Uscito nel 2021, per Bompiani il tuo libro Nessuna parola dice di noi racconta invece la storia di Ada schiacciata da una maternità non voluta e il suo percorso di crescita, per trovare una strada autonoma e adulta, e conquistare una maternità consapevole.
«La maternità non è così naturale come si pensa, lo è la procreazione. A volte il corpo è pronto ad accogliere la vita, ma la mente non ancora, come accade alla protagonista del mio romanzo: deve compiere un doppio e faticoso percorso, diventare donna e madre. Per Ada la maternità è arrivata troppo presto, a 17 anni in modo traumatico. È andata in America per un anno scolastico ed è tornata incinta. E ora che ne ha ventisei, ha cominciato a lavorare e ha conosciuto Alessio, ma non dice mai di questa figlia che vive al lago con i nonni, nega la sua esistenza. Ada non riesce ad essere mamma di Claudia, vuole riprendersi la giovinezza. Complicato anche il rapporto con la madre, molto severa, dal cui desiderio di approvazione non è mai riuscita a separarsi».
Cosa ha significato per te diventare madre?
«Essere madre è una marea: dopo 13 anni anni, ho ancora l’impressione di nuotare tra flussi e riflussi, in mezzo ai temporali.
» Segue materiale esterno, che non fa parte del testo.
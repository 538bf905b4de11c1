//! Periodic feed polling.
//!
//! [`UpdateCoordinator`] owns a set of named *feeds* — endpoint, callback,
//! optional loading flag — and refreshes each one on a fixed cadence:
//! an immediate fetch on [`start`](UpdateCoordinator::start), then one per
//! interval. Payloads pass through unchanged as [`serde_json::Value`]; the
//! coordinator knows nothing about what any feed returns.
//!
//! One tokio task per feed runs the polling loop. A cycle that fails (network,
//! HTTP status, bad JSON) is reported through the error hook and the loop
//! keeps going — the next tick is the retry. Timer-driven cycles for a single
//! feed never overlap, because each loop awaits its cycle before ticking
//! again. [`refresh_one`](UpdateCoordinator::refresh_one) is the exception:
//! an out-of-band cycle may race a timer cycle for the same key, so a slow
//! response can land after a newer one. Callers treat feed payloads as
//! snapshots, which makes that reordering harmless.
//!
//! `stop` aborts every polling task, but a fetch already in flight (from
//! `refresh_one`) cannot be recalled. Each start generation carries its own
//! "active" flag; cycles re-check it before invoking the callback, so a late
//! response arriving after `stop` is discarded instead of mutating UI state.

use std::sync::atomic::{AtomicBool, Ordering};
use std::sync::Arc;
use std::time::Duration;

use serde_json::Value;
use tokio::runtime::Handle;
use tokio::task::JoinHandle;
use tokio::time::MissedTickBehavior;
use tracing::{debug, warn};

use crate::fetch::{FetchError, JsonFetcher};

/// Default refresh cadence, matching the dashboard's 30-second cycle.
pub const DEFAULT_UPDATE_INTERVAL: Duration = Duration::from_millis(30_000);

/// Callback invoked with the parsed payload after a successful cycle.
pub type DataCallback = Arc<dyn Fn(Value) + Send + Sync>;

/// Hook invoked with the feed key and error after a failed cycle.
pub type ErrorCallback = Arc<dyn Fn(&str, &FetchError) + Send + Sync>;

/// Shared visibility flag for a per-feed loading indicator.
///
/// The application owns the flag (and whatever widget renders it); the
/// coordinator only toggles it for the duration of each cycle.
#[derive(Clone, Debug, Default)]
pub struct LoadingFlag(Arc<AtomicBool>);

impl LoadingFlag {
    pub fn new() -> Self {
        Self::default()
    }

    pub fn is_loading(&self) -> bool {
        self.0.load(Ordering::Relaxed)
    }

    fn set(&self, on: bool) {
        self.0.store(on, Ordering::Relaxed);
    }
}

/// Marks a loading flag visible for the lifetime of a cycle.
///
/// Dropping the guard clears the flag, so the indicator is released on the
/// success path, the failure path, and when an in-flight cycle is aborted.
struct LoadingGuard(Option<LoadingFlag>);

impl LoadingGuard {
    fn engage(flag: Option<LoadingFlag>) -> Self {
        if let Some(flag) = &flag {
            flag.set(true);
        }
        Self(flag)
    }
}

impl Drop for LoadingGuard {
    fn drop(&mut self) {
        if let Some(flag) = &self.0 {
            flag.set(false);
        }
    }
}

/// One polling subscription: key, endpoint, callback, optional indicator.
struct Feed {
    key: String,
    endpoint: String,
    on_data: DataCallback,
    loading: Option<LoadingFlag>,
}

/// Builder-style configuration consumed by [`UpdateCoordinator::configure`].
pub struct CoordinatorConfig {
    update_interval: Duration,
    feeds: Vec<Arc<Feed>>,
    on_error: ErrorCallback,
}

impl Default for CoordinatorConfig {
    fn default() -> Self {
        Self::new()
    }
}

impl CoordinatorConfig {
    pub fn new() -> Self {
        Self {
            update_interval: DEFAULT_UPDATE_INTERVAL,
            feeds: Vec::new(),
            // The coordinator already logs failed cycles; the default hook
            // adds nothing on top.
            on_error: Arc::new(|_, _| {}),
        }
    }

    /// Override the refresh cadence shared by every feed.
    pub fn update_interval(mut self, interval: Duration) -> Self {
        self.update_interval = interval;
        self
    }

    /// Install the hook invoked after each failed cycle.
    pub fn on_error(mut self, hook: impl Fn(&str, &FetchError) + Send + Sync + 'static) -> Self {
        self.on_error = Arc::new(hook);
        self
    }

    /// Register a feed.
    ///
    /// Keys are unique: registering a key that already exists replaces the
    /// earlier registration in place (last binding wins), so no feed is ever
    /// polled twice per tick. Registration order is preserved.
    pub fn feed(
        mut self,
        key: impl Into<String>,
        endpoint: impl Into<String>,
        loading: Option<LoadingFlag>,
        on_data: impl Fn(Value) + Send + Sync + 'static,
    ) -> Self {
        let feed = Arc::new(Feed {
            key: key.into(),
            endpoint: endpoint.into(),
            on_data: Arc::new(on_data),
            loading,
        });
        match self.feeds.iter_mut().find(|f| f.key == feed.key) {
            Some(slot) => *slot = feed,
            None => self.feeds.push(feed),
        }
        self
    }
}

/// Manages the polling tasks for a set of feeds.
///
/// Constructed stopped; nothing is fetched until [`start`](Self::start).
pub struct UpdateCoordinator {
    interval: Duration,
    feeds: Vec<Arc<Feed>>,
    on_error: ErrorCallback,
    fetcher: Arc<dyn JsonFetcher>,
    handle: Handle,
    tasks: Vec<JoinHandle<()>>,
    active: Arc<AtomicBool>,
}

impl UpdateCoordinator {
    /// Build a coordinator in the stopped state.
    ///
    /// `handle` names the runtime that will carry the polling tasks.
    pub fn configure(config: CoordinatorConfig, fetcher: Arc<dyn JsonFetcher>, handle: Handle) -> Self {
        Self {
            interval: config.update_interval,
            feeds: config.feeds,
            on_error: config.on_error,
            fetcher,
            handle,
            tasks: Vec::new(),
            active: Arc::new(AtomicBool::new(false)),
        }
    }

    /// Begin polling: one immediate cycle per feed, then one per interval.
    ///
    /// Calling `start` while already running stops the previous generation
    /// first, so there is never more than one polling loop per feed.
    pub fn start(&mut self) {
        self.stop();

        let active = Arc::new(AtomicBool::new(true));
        self.active = Arc::clone(&active);

        for feed in &self.feeds {
            let feed = Arc::clone(feed);
            let fetcher = Arc::clone(&self.fetcher);
            let on_error = Arc::clone(&self.on_error);
            let active = Arc::clone(&active);
            let interval = self.interval;

            let task = self.handle.spawn(async move {
                let mut ticker = tokio::time::interval(interval);
                // A cycle slower than the interval should not queue a burst
                // of catch-up ticks behind it.
                ticker.set_missed_tick_behavior(MissedTickBehavior::Skip);
                loop {
                    // The first tick resolves immediately.
                    ticker.tick().await;
                    run_cycle(&feed, fetcher.as_ref(), &active, &on_error).await;
                }
            });
            self.tasks.push(task);
        }
    }

    /// Cancel every polling task. Safe to call when already stopped.
    ///
    /// `start` can be called again afterwards. An in-flight `refresh_one`
    /// fetch is not interrupted, but its result will be discarded.
    pub fn stop(&mut self) {
        self.active.store(false, Ordering::SeqCst);
        for task in self.tasks.drain(..) {
            task.abort();
        }
    }

    pub fn is_running(&self) -> bool {
        self.active.load(Ordering::SeqCst)
    }

    /// Run one out-of-band cycle for `key`, independent of its timer.
    ///
    /// An unknown key is logged and ignored rather than treated as an error —
    /// a stale keybinding must not take the dashboard down. Note that a
    /// refresh racing a timer cycle for the same key can deliver results out
    /// of order (see the module docs).
    pub fn refresh_one(&self, key: &str) {
        if !self.is_running() {
            debug!(key, "refresh ignored while updates are stopped");
            return;
        }
        let Some(feed) = self.feeds.iter().find(|f| f.key == key) else {
            warn!(key, "refresh requested for unregistered feed");
            return;
        };

        let feed = Arc::clone(feed);
        let fetcher = Arc::clone(&self.fetcher);
        let on_error = Arc::clone(&self.on_error);
        let active = Arc::clone(&self.active);
        self.handle.spawn(async move {
            run_cycle(&feed, fetcher.as_ref(), &active, &on_error).await;
        });
    }
}

impl Drop for UpdateCoordinator {
    fn drop(&mut self) {
        self.stop();
    }
}

/// One fetch-and-dispatch attempt for a single feed.
async fn run_cycle(
    feed: &Feed,
    fetcher: &dyn JsonFetcher,
    active: &AtomicBool,
    on_error: &ErrorCallback,
) {
    let _loading = LoadingGuard::engage(feed.loading.clone());

    match fetcher.fetch_json(&feed.endpoint).await {
        Ok(payload) => {
            // A response that lands after stop() (or after a restart) belongs
            // to a dead generation and must not reach the callback.
            if active.load(Ordering::SeqCst) {
                (feed.on_data)(payload);
            } else {
                debug!(key = feed.key.as_str(), "discarding response fetched after stop");
            }
        }
        Err(err) => {
            warn!(key = feed.key.as_str(), error = %err, "update cycle failed");
            if active.load(Ordering::SeqCst) {
                on_error(&feed.key, &err);
            }
        }
    }
    // `_loading` drops here: the indicator clears on every exit path.
}
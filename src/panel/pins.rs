//! Map pins for jobs and services.
//!
//! The browser front end drops these on a Leaflet map; a terminal shows them
//! as a table plus the bounding box the map would have zoomed to. Jobs and
//! services share one pin type — the payloads differ only in which detail
//! field they carry (employer vs. payment offer).

use serde::Deserialize;

/// One map marker from `/api/map/jobs` or `/api/map/services`.
#[derive(Debug, Clone, Default, PartialEq, Deserialize)]
pub struct MapPin {
    #[serde(default)]
    pub title: String,
    #[serde(default)]
    pub description: String,
    #[serde(default)]
    pub company_name: Option<String>,
    #[serde(default)]
    pub payment_offer: Option<f64>,
    #[serde(default)]
    pub latitude: Option<f64>,
    #[serde(default)]
    pub longitude: Option<f64>,
}

/// Longest description shown in a pin's popup line.
const BLURB_LEN: usize = 100;

impl MapPin {
    /// Pins without a full coordinate pair never make it onto the map.
    pub fn has_coordinates(&self) -> bool {
        self.latitude.is_some() && self.longitude.is_some()
    }

    /// Employer for a job pin, payment offer for a service pin.
    pub fn detail(&self) -> String {
        if let Some(company) = &self.company_name {
            return company.clone();
        }
        if let Some(offer) = self.payment_offer {
            return format!("₱{offer:.2}");
        }
        String::new()
    }

    /// Description shortened for a single popup line.
    pub fn blurb(&self) -> String {
        let mut chars = self.description.chars();
        let short: String = chars.by_ref().take(BLURB_LEN).collect();
        if chars.next().is_some() {
            format!("{short}…")
        } else {
            short
        }
    }
}

/// Bounding box over every placed pin, the terminal stand-in for the map's
/// zoom-to-fit step.
#[derive(Debug, Clone, Copy, PartialEq)]
pub struct Bounds {
    pub min_lat: f64,
    pub max_lat: f64,
    pub min_lon: f64,
    pub max_lon: f64,
}

/// `None` when no pin carries coordinates.
pub fn pin_bounds<'a, I>(pins: I) -> Option<Bounds>
where
    I: IntoIterator<Item = &'a MapPin>,
{
    let mut bounds: Option<Bounds> = None;
    for pin in pins {
        let (Some(lat), Some(lon)) = (pin.latitude, pin.longitude) else {
            continue;
        };
        bounds = Some(match bounds {
            None => Bounds {
                min_lat: lat,
                max_lat: lat,
                min_lon: lon,
                max_lon: lon,
            },
            Some(b) => Bounds {
                min_lat: b.min_lat.min(lat),
                max_lat: b.max_lat.max(lat),
                min_lon: b.min_lon.min(lon),
                max_lon: b.max_lon.max(lon),
            },
        });
    }
    bounds
}

#[cfg(test)]
mod tests {
    use super::*;
    use serde_json::json;

    fn pin(lat: Option<f64>, lon: Option<f64>) -> MapPin {
        MapPin {
            title: "t".into(),
            latitude: lat,
            longitude: lon,
            ..MapPin::default()
        }
    }

    #[test]
    fn job_payload_deserializes() {
        let pin: MapPin = serde_json::from_value(json!({
            "id": 7,
            "title": "Store clerk",
            "company_name": "Island Grill",
            "description": "Part-time front counter work",
            "latitude": 13.58,
            "longitude": 124.23
        }))
        .unwrap();

        assert!(pin.has_coordinates());
        assert_eq!(pin.detail(), "Island Grill");
    }

    #[test]
    fn service_detail_formats_the_offer() {
        let pin: MapPin = serde_json::from_value(json!({
            "title": "Fence repair",
            "payment_offer": 1500.0
        }))
        .unwrap();
        assert_eq!(pin.detail(), "₱1500.00");
        assert!(!pin.has_coordinates());
    }

    #[test]
    fn pins_missing_either_coordinate_are_unplaced() {
        assert!(!pin(Some(13.5), None).has_coordinates());
        assert!(!pin(None, Some(124.0)).has_coordinates());
        assert!(pin(Some(13.5), Some(124.0)).has_coordinates());
    }

    #[test]
    fn blurb_truncates_long_descriptions() {
        let long = MapPin {
            description: "x".repeat(150),
            ..MapPin::default()
        };
        assert_eq!(long.blurb().chars().count(), 101);
        assert!(long.blurb().ends_with('…'));

        let short = MapPin {
            description: "short".into(),
            ..MapPin::default()
        };
        assert_eq!(short.blurb(), "short");
    }

    #[test]
    fn bounds_cover_placed_pins_only() {
        let pins = vec![
            pin(Some(13.0), Some(124.0)),
            pin(Some(13.6), Some(124.4)),
            pin(None, None),
        ];
        let bounds = pin_bounds(&pins).unwrap();
        assert_eq!(bounds.min_lat, 13.0);
        assert_eq!(bounds.max_lat, 13.6);
        assert_eq!(bounds.min_lon, 124.0);
        assert_eq!(bounds.max_lon, 124.4);
    }

    #[test]
    fn bounds_of_unplaced_pins_is_none() {
        assert!(pin_bounds(&[pin(None, None)]).is_none());
        assert!(pin_bounds(&[]).is_none());
    }
}
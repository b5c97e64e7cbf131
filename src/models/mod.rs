//! Domain model types for capacitated vehicle routing.
//!
//! Provides pickup nodes with demands, vehicles with capacities, routes as
//! ordered node sequences with derived cost and load, solutions holding one
//! route per vehicle, and the problem trait the solvers read from.

mod node;
mod problem;
mod route;
mod solution;
mod vehicle;

pub use node::Node;
pub use problem::{Instance, RoutingProblem};
pub use route::Route;
pub use solution::{Solution, Violation, ViolationType};
pub use vehicle::Vehicle;
//! # commute-routing
//!
//! Capacitated shuttle routing from a single depot. Pickup locations are
//! turned into a great-circle distance matrix (optionally projected to
//! travel minutes), a feasible plan is built by cheapest insertion, and the
//! plan is refined by a budgeted local search.
//!
//! ## Modules
//!
//! - [`config`] — Per-request solver settings (budget, fleet, policies)
//! - [`distance`] — Haversine cost matrix, time projection, matrix cache
//! - [`models`] — Domain model types (Node, Vehicle, Route, Solution, Problem trait)
//! - [`evaluation`] — Route cost evaluation and invariant checks
//! - [`constructive`] — Cheapest-insertion construction
//! - [`local_search`] — 2-opt, relocate and exchange under a budget
//! - [`extract`] — Per-vehicle plan extraction
//! - [`request`] — Request and response wire types
//! - [`pipeline`] — End-to-end optimization of one request
//!
//! ## Example
//!
//! ```
//! use commute_routing::config::{FleetSpec, SolverConfig};
//! use commute_routing::models::Node;
//! use commute_routing::pipeline::optimize;
//! use commute_routing::request::{Request, Status};
//!
//! let locations = vec![
//!     Node::depot("OFFICE_DEPOT", 12.9716, 77.5946),
//!     Node::new("EMP_1", 12.9352, 77.6245, 2),
//!     Node::new("EMP_2", 13.0358, 77.5970, 1),
//!     Node::new("EMP_3", 12.9279, 77.6271, 1),
//! ];
//! let request = Request::new(locations, FleetSpec::uniform(2, 3).vehicles());
//!
//! let response = optimize(&request, &SolverConfig::default(), None);
//! assert_eq!(response.status, Status::Ok);
//! assert!(response.routes.iter().all(|r| r.load <= 3));
//! ```

pub mod config;
pub mod constructive;
pub mod distance;
pub mod error;
pub mod evaluation;
pub mod extract;
pub mod local_search;
pub mod models;
pub mod pipeline;
pub mod request;

pub use error::RoutingError;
E mi rivedo bambina anch’io, con la mia aria impacciata. A volte però è un modo per guardare me stessa a distanza, ridimensionandomi di continuo. Poi c’è il futuro, qualcosa a cui ho sempre pensato con pudore. E io, che riuscivo a programmare solo nel breve tempo, mi scopro con lo sguardo sognante verso mia figlia: la vedo viaggiare per tutto il mondo, la vedo medico in Africa…».
Cosa hai scoperto di te con la maternità?
«Ho scoperto delle paure che non credevo di avere. In gioventù ho girato il mondo in modo anche sconsiderato e ora vedo pericoli ovunque quando la lascio andare in giro da sola. Con Maddalena ho riscoperto un linguaggio fisico molto forte. Gli abbracci, i baci, i sorrisi, sono il nostro punto di partenza. Dal mio punto di vista, tutta la grammatica dell’amore si fa senza le parole pensate, ma con i gesti, che sono poi le cose che i figli apprezzano di più».
Quanto ti senti diversa da tua mamma e in che cosa invece le assomigli?
«Con Maddalena cerco di non esercitare troppo il controllo, anche perché non vedo cose che mi possano inquietare. Mia madre, molto apprensiva, voleva sapere tutto. Mamma vive in me invece quando mi lamento con Maddalena del disordine della sua stanza o quando lascia in giro le sue felpe. Strano: sono stata disordinatissima tutta una vita: invece adesso mi scopro molto ordinata. Mia madre invece con Maddalena è più elastica e tollerante e mi richiama alla pazienza».
Cosa ti auguri per tua figlia?
«Le auguro di potere scegliere consapevolmente il suo percorso esistenziale e di rimanere fedele ai propri sogni e alle proprie aspettative».